El hombre de Putney Hill



Aquella noche la pasé en la hostería que se halla en lo alto de Putney Hill y por primera vez desde mi huida a Leatherhead dormí en una cama. No relataré el trabajo inútil que me costó forzar la entrada en la hostería —después descubrí que la puerta principal estaba sin llave— ni cómo registré todas las habitaciones en busca de alimento hasta que, ya a punto de renunciar, encontré, al fin, un pan roído por las ratas y dos latas de ananás en conserva. La casa ya había sido saqueada. Después descubrí en el bar algunos bizcochos y sandwiches, que habían pasado por alto los que estuvieron allí antes que yo. Los sandwiches no pude comerlos, pero los bizcochos estaban buenos e hice una abundante provisión de ellos.
No encendí lámparas por temor de que algún marciano se aproximara a aquella parte de Londres durante la noche. Antes de acostarme sufrí un intervalo de inquietud y anduve de ventana en ventana espiando hacia el exterior por si veía a los monstruos.
Dormí poco. Mientras me hallaba en la cama pude pensar como no lo hiciera desde mi última riña con el cura. Desde entonces hasta ese momento mi condición mental había sido una rápida sucesión de vagos estados emocionales o una especie de estúpida negación de la inteligencia. Pero aquella noche, fortificado ya por los alimentos ingeridos, pude reflexionar con claridad.
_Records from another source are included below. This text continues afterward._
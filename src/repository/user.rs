use anyhow::Result;

use crate::{
    constants::Role,
    infrastructure::database::DbPoolManager,
    models::User,
    repository::is_unique_violation,
};

const USER_COLUMNS: &str =
    "id, name, email, cpf, password_hash, role, is_active, created_at, updated_at";

pub async fn fetch_by_email(db: &DbPoolManager, email: &str) -> Result<Option<User>> {
    let user =
        sqlx::query_as::<_, User>(&format!("select {USER_COLUMNS} from users where email = ?"))
            .bind(email)
            .fetch_optional(db.as_ref())
            .await?;

    Ok(user)
}

pub async fn fetch_by_cpf(db: &DbPoolManager, cpf: &str) -> Result<Option<User>> {
    let user = sqlx::query_as::<_, User>(&format!("select {USER_COLUMNS} from users where cpf = ?"))
        .bind(cpf)
        .fetch_optional(db.as_ref())
        .await?;

    Ok(user)
}

pub async fn fetch_all(db: &DbPoolManager) -> Result<Vec<User>> {
    let users = sqlx::query_as::<_, User>(&format!(
        "select {USER_COLUMNS} from users order by role, name"
    ))
    .fetch_all(db.as_ref())
    .await?;

    Ok(users)
}

pub struct NewUser<'a> {
    pub name: &'a str,
    pub email: &'a str,
    pub cpf: Option<&'a str>,
    pub password_hash: &'a str,
    pub role: Role,
}

/// `None` when the email or CPF is already registered.
pub async fn create(db: &DbPoolManager, user: &NewUser<'_>) -> Result<Option<u64>> {
    let result = sqlx::query(
        "insert into users (name, email, cpf, password_hash, role) values (?, ?, ?, ?, ?)",
    )
    .bind(user.name)
    .bind(user.email)
    .bind(user.cpf)
    .bind(user.password_hash)
    .bind(user.role.as_str())
    .execute(db.as_ref())
    .await;

    match result {
        Ok(done) => Ok(Some(done.last_insert_id())),
        Err(e) if is_unique_violation(&e) => Ok(None),
        Err(e) => Err(e.into()),
    }
}

/// `None` when no such user exists.
pub async fn fetch_is_active(db: &DbPoolManager, id: u64) -> Result<Option<bool>> {
    let is_active = sqlx::query_scalar::<_, bool>("select is_active from users where id = ?")
        .bind(id)
        .fetch_optional(db.as_ref())
        .await?;

    Ok(is_active)
}

/// Returns false when no such user exists.
pub async fn set_active(db: &DbPoolManager, id: u64, is_active: bool) -> Result<bool> {
    let found = sqlx::query_scalar::<_, u64>("select id from users where id = ?")
        .bind(id)
        .fetch_optional(db.as_ref())
        .await?;

    if found.is_none() {
        return Ok(false);
    }

    sqlx::query("update users set is_active = ? where id = ?")
        .bind(is_active)
        .bind(id)
        .execute(db.as_ref())
        .await?;

    Ok(true)
}

#[derive(Debug, Clone, PartialEq, Eq)]
pub struct Enrollment {
    pub name: String,
    pub email: String,
    pub cpf: String,
    pub password_hash: String,
}

#[derive(Debug, Clone, Copy, PartialEq, Eq)]
pub enum EnrollOutcome {
    Created(u64),
    /// No unused allowlist entry for the CPF.
    NotAllowed,
    EmailTaken,
    CpfTaken,
}

/// Claims the allowlist entry and inserts the user in one transaction.
///
/// The claim is a conditional update, so of two racing registrations for
/// the same CPF the second blocks on the row lock and then matches nothing.
pub async fn enroll(db: &DbPoolManager, enrollment: &Enrollment) -> Result<EnrollOutcome> {
    let mut tx = db.begin().await?;

    let claimed = sqlx::query(
        "update allowed_users set is_used = true where cpf = ? and is_used = false",
    )
    .bind(&enrollment.cpf)
    .execute(&mut *tx)
    .await?
    .rows_affected();

    if claimed == 0 {
        tx.rollback().await?;
        return Ok(EnrollOutcome::NotAllowed);
    }

    let existing = sqlx::query_as::<_, (String, Option<String>)>(
        "select email, cpf from users where email = ? or cpf = ? limit 1",
    )
    .bind(&enrollment.email)
    .bind(&enrollment.cpf)
    .fetch_optional(&mut *tx)
    .await?;

    if let Some((email, _)) = existing {
        tx.rollback().await?;

        return Ok(if email == enrollment.email {
            EnrollOutcome::EmailTaken
        } else {
            EnrollOutcome::CpfTaken
        });
    }

    let inserted = sqlx::query(
        "insert into users (name, email, cpf, password_hash, role) values (?, ?, ?, ?, ?)",
    )
    .bind(&enrollment.name)
    .bind(&enrollment.email)
    .bind(&enrollment.cpf)
    .bind(&enrollment.password_hash)
    .bind(Role::Player.as_str())
    .execute(&mut *tx)
    .await;

    let user_id = match inserted {
        Ok(done) => done.last_insert_id(),
        Err(e) if is_unique_violation(&e) => {
            tx.rollback().await?;
            return Ok(EnrollOutcome::EmailTaken);
        },
        Err(e) => return Err(e.into()),
    };

    tx.commit().await?;

    Ok(EnrollOutcome::Created(user_id))
}

#[cfg(test)]
mod tests {
    use std::sync::Arc;

    use chrono::Utc;

    use super::*;
    use crate::{config::Config, infrastructure::database, repository::allowed_user};

    // unique per run so reruns against the same database do not collide
    fn run_suffix() -> String {
        format!("{:011}", Utc::now().timestamp_micros().rem_euclid(100_000_000_000))
    }

    #[tokio::test]
    #[ignore = "needs a MySQL database configured through DATABASE_*"]
    async fn racing_enrollments_claim_the_entry_once() {
        let config = Config::from_env().unwrap();
        let db = database::create_pool(&config.database).await.unwrap();
        database::run_migrations(&db).await.unwrap();

        let cpf = run_suffix();
        assert!(allowed_user::insert(&db, &cpf, "Corrida").await.unwrap());

        let handles: Vec<_> = (0..8)
            .map(|i| {
                let db = Arc::clone(&db);
                let enrollment = Enrollment {
                    name: format!("Corrida {i}"),
                    email: format!("race{i}-{cpf}@example.com"),
                    cpf: cpf.clone(),
                    password_hash: "x".into(),
                };

                tokio::spawn(async move { enroll(&db, &enrollment).await })
            })
            .collect();

        let mut created = 0;
        for handle in handles {
            match handle.await.unwrap().unwrap() {
                EnrollOutcome::Created(_) => created += 1,
                outcome => assert_eq!(outcome, EnrollOutcome::NotAllowed),
            }
        }

        assert_eq!(created, 1);
        assert!(fetch_by_cpf(&db, &cpf).await.unwrap().is_some());
    }
}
Tres detalles se esforzaban por lograr el predominio absoluto en mi cerebro: la muerte del cura, el paradero de los marcianos y el posible destino corrido por mi esposa. Lo primero no me causaba horror ni remordimiento; lo consideraba simplemente como algo terminado y como un recuerdo desagradable, pero nada más. Me veía entonces como me veo ahora, llevado paso a paso hacia aquel acto de violencia, víctima de una sucesión de accidentes que me condujo a la tragedia final. No sentía remordimientos; sin embargo, me molestaba el recuerdo. En el silencio de la noche, presa de esa sensación de la proximidad de Dios que solemos experimentar mientras reinan el silencio y la oscuridad, me formé el único juicio por aquel momento de ira y temor.
Revisé mentalmente cada aspecto de nuestras relaciones desde el momento en que le hallé junto a mí, sin prestar atención a mi sed y señalando hacia el humo las llamas que se alzaban de las ruinas de Weybridge. En ningún momento nos comprendimos. De haber previsto lo que iba a ocurrir le hubiera dejado en Halliford. Mas no preví nada, y el crimen es prever y obrar. Dejo constancia de esto tal como fue. No hubo testigos: bien podría haber ocultado estas cosas. Pero lo incluyo en mi relato, como he incluido todo, y que el lector se forme el juicio que le dicte su criterio.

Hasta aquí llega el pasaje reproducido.